La pregunta que surge es: ¿hay espacio para sistemas comerciales más ecológicos o sólo se puede aspirar a más producciones ecológicas comercializadas de forma convencional? Si la comercialización debe ser forzosamente convencional y globalizada, el impacto positivo de los productos ecológicos queda limitado al sistema de producción y a la obtención de productos más seguros para el consumidor (que, por supuesto, no son ventajas despreciables). Si, además, los productos son de proximidad (podemos decir que son «ecológicos» desde el campo a la mesa) se mejora la sostenibilidad global del sistema alimentario y la soberanía alimentaria, el medio rural y el futuro de nuestro campesinado (en vías de desaparición).
Como muchos retos que tenemos planteados, la solución no es única. Las grandes empresas del sector alimentario global seguirán importando productos ecológicos desde donde puedan conseguirlos al mejor precio (está en su ADN y las normas se lo permiten), pero es necesario que la producción y el consumo de proximidad también tenga su espacio, y las empresas que opten por esta vía tengan visibilidad y sus productos se puedan diferenciar ante el consumidor.
Después de todos estos años, está claro que la UE no tiene la voluntad de regular una comercialización más sostenible para los productos ecológicos, ya que prioriza la existencia de una oferta variada durante todo el año al mejor precio, aunque esta prioridad vaya en contra del propio campesinado europeo, al que compensa con unas «ayudas» que, desgraciadamente, cada vez irán más a la baja.

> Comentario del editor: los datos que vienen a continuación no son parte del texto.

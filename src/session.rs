#![cfg(feature = "std")]

//! Session orchestration: one driver loop around an engine and its two
//! seat controllers.
//!
//! The engine has no notion of time; any pacing of computer turns lives
//! here. Each paced step re-reads a snapshot after the pause and
//! re-validates it before acting, because the state may have been reset or the
//! game finished while the step was parked on the runtime.

use log::{debug, info};
use rand::rngs::SmallRng;
use tokio::time::{sleep, Duration};

use crate::common::Intent;
use crate::game::{GameEngine, GameSnapshot};
use crate::player::Player;
use crate::seat::{Seat, SeatPair};
use crate::ui;

pub struct GameSession {
    engine: GameEngine,
    players: SeatPair<Box<dyn Player>>,
    rng: SmallRng,
    think_delay: Duration,
    interactive: bool,
}

impl GameSession {
    pub fn new(
        engine: GameEngine,
        players: SeatPair<Box<dyn Player>>,
        rng: SmallRng,
        think_delay: Duration,
    ) -> Self {
        let interactive = players.iter().any(|p| !p.is_computer());
        Self {
            engine,
            players,
            rng,
            think_delay,
            interactive,
        }
    }

    /// Read access to the underlying engine (final standings etc.).
    pub fn engine(&self) -> &GameEngine {
        &self.engine
    }

    /// Play until a controller quits or declines a rematch; with no human
    /// seat, a single game. Returns the final snapshot.
    pub async fn run(&mut self) -> anyhow::Result<GameSnapshot> {
        loop {
            let view = self.engine.snapshot();
            if view.game_over {
                if self.interactive {
                    ui::print_scoreboard(&view);
                    ui::print_winner(&view);
                }
                info!(
                    "game over, winner: {}",
                    view.winner
                        .map(|s| view.players[s].name.as_str())
                        .unwrap_or("none")
                );
                if self.rematch_requested(&view) {
                    self.engine.reset(true);
                    continue;
                }
                return Ok(self.engine.snapshot());
            }

            let seat = view.active;
            if self.players[seat].is_computer() {
                if !self.think_delay.is_zero() {
                    sleep(self.think_delay).await;
                }
                // Re-validate: the turn must still belong to this seat and
                // the game must still be running after the pause.
                let fresh = self.engine.snapshot();
                if fresh.game_over || fresh.active != seat {
                    continue;
                }
                if !self.apply(seat, &fresh) {
                    return Ok(self.engine.snapshot());
                }
            } else {
                ui::print_scoreboard(&view);
                if !self.apply(seat, &view) {
                    return Ok(self.engine.snapshot());
                }
            }
        }
    }

    // Apply one intent for `seat`. Returns false when the controller quit.
    fn apply(&mut self, seat: Seat, view: &GameSnapshot) -> bool {
        match self.players[seat].choose(view) {
            Intent::Roll => {
                self.engine.roll(&mut self.rng);
                let after = self.engine.snapshot();
                debug!(
                    "{} rolled {:?}, turn at {}",
                    view.players[seat].name, after.last_roll, after.turn_points
                );
                if self.interactive {
                    ui::print_roll_report(view, &after);
                }
            }
            Intent::Hold => {
                self.engine.hold();
                let after = self.engine.snapshot();
                debug!(
                    "{} held, total {}",
                    view.players[seat].name, after.players[seat].total
                );
                if self.interactive {
                    ui::print_hold_report(view, &after);
                }
            }
            Intent::NewGame => {
                info!("restart requested by {}", view.players[seat].name);
                self.engine.reset(true);
                if self.interactive {
                    println!("-- new game --");
                }
            }
            Intent::Quit => return false,
        }
        true
    }

    // The first human seat answers for the table; computer-only sessions
    // never rematch on their own.
    fn rematch_requested(&mut self, view: &GameSnapshot) -> bool {
        for seat in Seat::ALL {
            if !self.players[seat].is_computer() {
                return self.players[seat].wants_rematch(view);
            }
        }
        false
    }
}
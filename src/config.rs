use crate::seat::Seat;

/// Banked total that wins the game on a hold.
pub const TARGET_SCORE: u32 = 100;

/// Faces on a die.
pub const DIE_SIDES: u8 = 6;

/// Turn score at which the computer banks under single-die rules.
pub const SINGLE_DIE_HOLD_AT: u32 = 20;

/// Turn score at which the computer banks under double-die rules.
pub const DOUBLE_DIE_HOLD_AT: u32 = 18;

/// Default seat names for a fresh engine.
pub const DEFAULT_NAMES: [&str; 2] = ["Player 1", "Player 2"];

/// Name given to a computer-controlled seat.
pub const COMPUTER_NAME: &str = "Computer";

/// Default display name for a seat.
pub fn default_name(seat: Seat) -> &'static str {
    DEFAULT_NAMES[seat.index()]
}
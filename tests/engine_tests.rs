use pig::{GameEngine, OpponentKind, Roll, RuleMode, Seat, TARGET_SCORE};
use rand::rngs::SmallRng;
use rand::SeedableRng;

fn single_die_engine() -> GameEngine {
    GameEngine::new(RuleMode::SingleDie, OpponentKind::Human)
}

fn double_die_engine() -> GameEngine {
    GameEngine::new(RuleMode::DoubleDie, OpponentKind::Human)
}

#[test]
fn fresh_engine_starts_clean() {
    let engine = single_die_engine();
    let view = engine.snapshot();
    assert_eq!(view.active, Seat::First);
    assert_eq!(view.turn_points, 0);
    assert_eq!(view.last_roll, None);
    assert!(!view.forced);
    assert!(!view.game_over);
    assert_eq!(view.winner, None);
    assert!(engine.can_roll());
    assert!(!engine.can_hold());
}

#[test]
fn rolls_accumulate_turn_points() {
    let mut engine = single_die_engine();
    engine.apply_roll(Roll::Single(4));
    engine.apply_roll(Roll::Single(5));
    let view = engine.snapshot();
    assert_eq!(view.turn_points, 9);
    assert_eq!(view.active, Seat::First);
    assert_eq!(view.last_roll, Some(Roll::Single(5)));
}

#[test]
fn single_one_busts_the_turn_but_not_the_total() {
    let mut engine = single_die_engine();
    engine.apply_roll(Roll::Single(6));
    engine.hold(); // First banks 6
    engine.apply_roll(Roll::Single(3)); // Second's turn
    engine.hold(); // Second banks 3, back to First
    engine.apply_roll(Roll::Single(4));
    engine.apply_roll(Roll::Single(1));
    let view = engine.snapshot();
    assert_eq!(view.turn_points, 0);
    assert_eq!(view.active, Seat::Second);
    assert_eq!(view.players[Seat::First].total, 6); // untouched by the bust
}

#[test]
fn hold_banks_and_hands_over() {
    let mut engine = single_die_engine();
    engine.apply_roll(Roll::Single(4));
    engine.apply_roll(Roll::Single(6));
    assert!(engine.can_hold());
    engine.hold();
    let view = engine.snapshot();
    assert_eq!(view.players[Seat::First].total, 10);
    assert_eq!(view.turn_points, 0);
    assert_eq!(view.active, Seat::Second);
    assert!(!view.game_over);
}

#[test]
fn hold_with_nothing_banked_is_a_noop() {
    let mut engine = single_die_engine();
    let before = engine.snapshot();
    engine.hold();
    assert_eq!(engine.snapshot(), before);
}

#[test]
fn forced_pair_bars_holding() {
    let mut engine = double_die_engine();
    engine.apply_roll(Roll::Double(5, 5));
    let before = engine.snapshot();
    assert_eq!(before.turn_points, 10);
    assert!(before.forced);
    assert_eq!(before.active, Seat::First);
    assert!(!engine.can_hold());
    engine.hold();
    assert_eq!(engine.snapshot(), before);
}

#[test]
fn forced_flag_clears_on_the_next_roll() {
    let mut engine = double_die_engine();
    engine.apply_roll(Roll::Double(5, 5));
    engine.apply_roll(Roll::Double(3, 4));
    let view = engine.snapshot();
    assert_eq!(view.turn_points, 17);
    assert!(!view.forced);
    assert!(engine.can_hold());
}

#[test]
fn one_one_die_in_double_mode_busts_without_total_reset() {
    let mut engine = double_die_engine();
    engine.apply_roll(Roll::Double(6, 5));
    engine.hold(); // First banks 11
    engine.apply_roll(Roll::Double(2, 6)); // Second's turn
    engine.apply_roll(Roll::Double(1, 5)); // bust
    let view = engine.snapshot();
    assert_eq!(view.turn_points, 0);
    assert_eq!(view.active, Seat::First);
    assert_eq!(view.players[Seat::First].total, 11);
    assert_eq!(view.players[Seat::Second].total, 0);
}

#[test]
fn double_ones_wipe_the_roller_banked_total() {
    let mut engine = double_die_engine();
    engine.apply_roll(Roll::Double(6, 5));
    engine.hold(); // First banks 11
    engine.apply_roll(Roll::Double(2, 3));
    engine.hold(); // Second banks 5, back to First
    engine.apply_roll(Roll::Double(4, 6));
    engine.apply_roll(Roll::Double(1, 1));
    let view = engine.snapshot();
    assert_eq!(view.turn_points, 0);
    assert_eq!(view.players[Seat::First].total, 0); // wiped
    assert_eq!(view.players[Seat::Second].total, 5); // opponent untouched
    assert_eq!(view.active, Seat::Second);
    assert!(!view.game_over);
}

#[test]
fn winning_hold_sets_terminal_state_without_handover() {
    let mut engine = single_die_engine();
    for _ in 0..17 {
        engine.apply_roll(Roll::Single(6));
    }
    assert_eq!(engine.snapshot().turn_points, 102);
    engine.hold();
    let view = engine.snapshot();
    assert!(view.game_over);
    assert_eq!(view.winner, Some(Seat::First));
    assert_eq!(view.active, Seat::First); // no handover on a win
    assert!(view.players[Seat::First].total >= TARGET_SCORE);
    assert_eq!(view.players[Seat::First].wins, 1);
    assert_eq!(view.players[Seat::First].losses, 0);
    assert_eq!(view.players[Seat::Second].wins, 0);
    assert_eq!(view.players[Seat::Second].losses, 1);
}

#[test]
fn everything_is_a_noop_after_game_over() {
    let mut engine = single_die_engine();
    for _ in 0..17 {
        engine.apply_roll(Roll::Single(6));
    }
    engine.hold();
    let terminal = engine.snapshot();
    assert!(!engine.can_roll());
    assert!(!engine.can_hold());
    engine.apply_roll(Roll::Single(5));
    engine.hold();
    let mut rng = SmallRng::seed_from_u64(1);
    engine.roll(&mut rng);
    assert_eq!(engine.snapshot(), terminal);
}

#[test]
fn ninety_five_plus_four_is_not_a_win() {
    let mut engine = single_die_engine();
    for _ in 0..19 {
        engine.apply_roll(Roll::Single(5));
    }
    engine.hold(); // First banks 95
    engine.apply_roll(Roll::Single(2));
    engine.hold(); // Second banks 2, back to First
    engine.apply_roll(Roll::Single(4));
    engine.hold();
    let view = engine.snapshot();
    assert_eq!(view.players[Seat::First].total, 99);
    assert!(!view.game_over);
    assert_eq!(view.active, Seat::Second); // ordinary handover
}

#[test]
fn pair_at_ninety_forces_a_further_roll() {
    let mut engine = double_die_engine();
    for _ in 0..9 {
        engine.apply_roll(Roll::Double(6, 4));
    }
    engine.hold(); // First banks 90
    engine.apply_roll(Roll::Double(2, 3));
    engine.hold(); // Second banks 5, back to First
    engine.apply_roll(Roll::Double(6, 4));
    engine.apply_roll(Roll::Double(5, 5));
    let view = engine.snapshot();
    assert_eq!(view.players[Seat::First].total, 90);
    assert_eq!(view.turn_points, 20);
    assert!(view.forced);
    assert_eq!(view.active, Seat::First);
    assert!(!engine.can_hold());
}

#[test]
fn reset_preserving_stats_keeps_the_record() {
    let mut engine = single_die_engine();
    for _ in 0..17 {
        engine.apply_roll(Roll::Single(6));
    }
    engine.hold(); // First wins
    engine.reset(true);
    let view = engine.snapshot();
    assert_eq!(view.players[Seat::First].total, 0);
    assert_eq!(view.players[Seat::First].wins, 1);
    assert_eq!(view.players[Seat::Second].losses, 1);
    assert_eq!(view.active, Seat::First);
    assert_eq!(view.turn_points, 0);
    assert_eq!(view.last_roll, None);
    assert!(!view.forced);
    assert!(!view.game_over);
    assert_eq!(view.winner, None);
}

#[test]
fn reset_without_preserving_clears_the_record() {
    let mut engine = single_die_engine();
    for _ in 0..17 {
        engine.apply_roll(Roll::Single(6));
    }
    engine.hold();
    engine.reset(false);
    let view = engine.snapshot();
    assert_eq!(view.players[Seat::First].wins, 0);
    assert_eq!(view.players[Seat::Second].losses, 0);
}

#[test]
fn rule_mode_switch_restarts_but_keeps_stats() {
    let mut engine = single_die_engine();
    for _ in 0..17 {
        engine.apply_roll(Roll::Single(6));
    }
    engine.hold();
    engine.set_rule_mode(RuleMode::DoubleDie);
    let view = engine.snapshot();
    assert_eq!(view.mode, RuleMode::DoubleDie);
    assert_eq!(view.players[Seat::First].total, 0);
    assert_eq!(view.players[Seat::First].wins, 1);
    assert!(!view.game_over);
}

#[test]
fn opponent_switch_renames_seat_two_and_clears_stats() {
    let mut engine = single_die_engine();
    for _ in 0..17 {
        engine.apply_roll(Roll::Single(6));
    }
    engine.hold();
    engine.set_opponent(OpponentKind::Computer);
    let view = engine.snapshot();
    assert_eq!(view.players[Seat::Second].name, "Computer");
    assert_eq!(view.players[Seat::First].wins, 0);
    assert_eq!(view.players[Seat::Second].losses, 0);
    engine.set_opponent(OpponentKind::Human);
    assert_eq!(engine.snapshot().players[Seat::Second].name, "Player 2");
}

#[test]
fn rng_rolls_draw_per_mode() {
    let mut rng = SmallRng::seed_from_u64(42);
    let mut single = GameEngine::new(RuleMode::SingleDie, OpponentKind::Computer);
    single.roll(&mut rng);
    match single.snapshot().last_roll {
        Some(Roll::Single(f)) => assert!((1..=6).contains(&f)),
        other => panic!("expected a single-die roll, got {:?}", other),
    }

    let mut double = GameEngine::new(RuleMode::DoubleDie, OpponentKind::Computer);
    double.roll(&mut rng);
    match double.snapshot().last_roll {
        Some(Roll::Double(a, b)) => {
            assert!((1..=6).contains(&a));
            assert!((1..=6).contains(&b));
        }
        other => panic!("expected a double-die roll, got {:?}", other),
    }
}
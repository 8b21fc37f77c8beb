use crate::common::Intent;
use crate::game::GameSnapshot;

/// Interface implemented by the different seat controllers.
pub trait Player {
    /// Choose the next intent for the active seat.
    fn choose(&mut self, view: &GameSnapshot) -> Intent;

    /// Whether the session should pace this controller's steps so a
    /// watching human can follow them.
    fn is_computer(&self) -> bool {
        false
    }

    /// Asked once per finished game; `true` requests a rematch.
    fn wants_rematch(&mut self, _view: &GameSnapshot) -> bool {
        false
    }
}
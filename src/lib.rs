#![cfg_attr(not(feature = "std"), no_std)]

extern crate alloc;
#[cfg(feature = "std")]
extern crate std;

mod common;
mod config;
pub mod dice;
mod game;
mod player;
mod player_ai;
mod policy;
mod resolver;
mod seat;

#[cfg(feature = "std")]
mod logging;
#[cfg(feature = "std")]
mod player_cli;
pub mod prelude;
#[cfg(feature = "std")]
mod session;
#[cfg(feature = "std")]
pub mod ui;

pub use common::*;
pub use config::*;
pub use game::*;
pub use player::*;
pub use player_ai::*;
pub use policy::*;
pub use resolver::*;
pub use seat::*;

#[cfg(feature = "std")]
pub use logging::init_logging;
#[cfg(feature = "std")]
pub use player_cli::*;
#[cfg(feature = "std")]
pub use session::*;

Así pues, si la UE no quiere ni puede priorizar el consumo local de proximidad y las grandes empresas alimentarias tampoco lo hacen, ¿quién debe hacerlo? La respuesta es clara: la administración más cercana al ciudadano debe centrar sus esfuerzos en ayudar a productores y empresas que siguen una estrategia de proximidad. En definitiva, son «sus» campesinos de «su» territorio, y las políticas de fomento deben hacerse con dinero de los impuestos que han recaudado de «sus» ciudadanos que tributan. Por ejemplo: en orden a hacer posible la visibilidad de los productos ecológicos de origen local, pueden crear una distinción que permita identificarlos claramente en los puntos de venta y que no signifique ningún sobrecoste para los productores o consumidores.